The nonnucleoside reverse transcriptase inhibitor MIV-150 in carrageenan gel prevents rectal transmission of simian/human immunodeficiency virus infection in macaques

Development of a microbicide that prevents rectal transmission of human immunodeficiency virus (HIV) is a vital component in reducing HIV spread. We recently demonstrated that a formulation of the nonnucleoside reverse transcriptase inhibitor (NNRTI) MIV-150 in carrageenan reduced vaginal infection of macaques with simian immunodeficiency virus SIVmac239 with HIV-1_HXB2 reverse transcriptase (SHIV-RT). Herein, we performed the first testing of MIV-150-carrageenan against rectal infection. Rhesus macaques were treated rectally with MIV-150-carrageenan or methyl cellulose (MC) placebo gel up to 4 h prior to rectal challenge with 10^3 or 10^4 50% tissue culture infective doses (TCID_50) of SHIV-RT. Infection was assessed by measuring plasma virus RNA as well as T and B cell responses.
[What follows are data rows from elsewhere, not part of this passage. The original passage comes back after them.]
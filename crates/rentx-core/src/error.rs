//! Error types for rentx-core

use thiserror::Error;

/// Result type alias using rentx-core's Error
pub type Result<T> = std::result::Result<T, Error>;

/// Errors that can occur in local store operations
#[derive(Error, Debug)]
pub enum Error {
    /// Database error
    #[error("Database error: {0}")]
    Database(String),

    /// `SQLite` error
    #[error("SQLite error: {0}")]
    Sqlite(#[from] rusqlite::Error),

    /// IO error
    #[error("IO error: {0}")]
    Io(#[from] std::io::Error),

    /// Record not found
    #[error("Record not found: {0}")]
    NotFound(String),

    /// Invalid input
    #[error("Invalid input: {0}")]
    InvalidInput(String),

    /// Serialization error
    #[error("Serialization error: {0}")]
    Serialization(#[from] serde_json::Error),

    /// Checkpoint would move backwards
    #[error("Checkpoint regression: server version {incoming} is behind local version {current}")]
    CheckpointRegression { current: i64, incoming: i64 },
}
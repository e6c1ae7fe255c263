//! Read access to replicated tables

use std::marker::PhantomData;

use rusqlite::Connection;

use crate::db::{CarRepository, SqliteCarRepository, SqliteUserRepository, UserRepository};
use crate::error::Result;
use crate::models::{Car, User};

use super::LocalStore;

/// A record type stored in one of the replicated tables
pub trait Record: Sized + Send + 'static {
    fn find(conn: &Connection, id: &str) -> Result<Option<Self>>;

    fn fetch(conn: &Connection, limit: Option<usize>) -> Result<Vec<Self>>;

    fn count(conn: &Connection) -> Result<usize>;
}

impl Record for Car {
    fn find(conn: &Connection, id: &str) -> Result<Option<Self>> {
        SqliteCarRepository::new(conn).get(id)
    }

    fn fetch(conn: &Connection, limit: Option<usize>) -> Result<Vec<Self>> {
        SqliteCarRepository::new(conn).list(limit)
    }

    fn count(conn: &Connection) -> Result<usize> {
        SqliteCarRepository::new(conn).count()
    }
}

impl Record for User {
    fn find(conn: &Connection, id: &str) -> Result<Option<Self>> {
        SqliteUserRepository::new(conn).get(id)
    }

    fn fetch(conn: &Connection, limit: Option<usize>) -> Result<Vec<Self>> {
        let mut users = SqliteUserRepository::new(conn).list()?;
        if let Some(limit) = limit {
            users.truncate(limit);
        }
        Ok(users)
    }

    fn count(conn: &Connection) -> Result<usize> {
        SqliteUserRepository::new(conn).count()
    }
}

/// Handle to one table of the local store
pub struct Collection<'a, T> {
    store: &'a LocalStore,
    marker: PhantomData<fn() -> T>,
}

impl<'a, T: Record> Collection<'a, T> {
    pub(crate) const fn new(store: &'a LocalStore) -> Self {
        Self {
            store,
            marker: PhantomData,
        }
    }

    /// Start a query over the whole table
    pub const fn query(&self) -> Query<'a, T> {
        Query {
            store: self.store,
            limit: None,
            marker: PhantomData,
        }
    }

    /// Find a record by id
    pub async fn find(&self, id: &str) -> Result<Option<T>> {
        let id = id.to_string();
        self.store.read(move |conn| T::find(conn, &id)).await
    }
}

/// A query whose `fetch` returns a snapshot list
pub struct Query<'a, T> {
    store: &'a LocalStore,
    limit: Option<usize>,
    marker: PhantomData<fn() -> T>,
}

impl<T: Record> Query<'_, T> {
    #[must_use]
    pub const fn limit(mut self, limit: usize) -> Self {
        self.limit = Some(limit);
        self
    }

    /// Run the query and return every matching record
    ///
    /// Never observes a half-applied change set: reads and the apply
    /// transaction are serialized on the store.
    pub async fn fetch(self) -> Result<Vec<T>> {
        let limit = self.limit;
        self.store.read(move |conn| T::fetch(conn, limit)).await
    }

    /// Number of records in the table; ignores `limit`
    pub async fn fetch_count(self) -> Result<usize> {
        self.store.read(T::count).await
    }
}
MIV-150-carrageenan protected all animals challenged with 10^3 TCID_50 when gel was applied either 30 min or 4 h prior to challenge, while 100% of the MC-treated animals became infected (n = 4 each; P < 0.03). Partial protection (2 of 4 animals) by MIV-150-carrageenan was observed for rectal challenge with 10-fold more virus applied 4 h after the gel. Sequencing of the RT gene from plasma virus RNA isolated at peak viremia confirmed that both of these animals (like infected MC controls) were infected with wild-type virus. Infection correlated with the development of SIV-specific T and B cell responses. MIV-150 was detected in the rectal fluids and tissues 4 h after gel application but was not detected in the blood at any time (0.5 to 24 h). These data are promising for the development of NNRTI-containing gels to prevent rectal HIV transmission.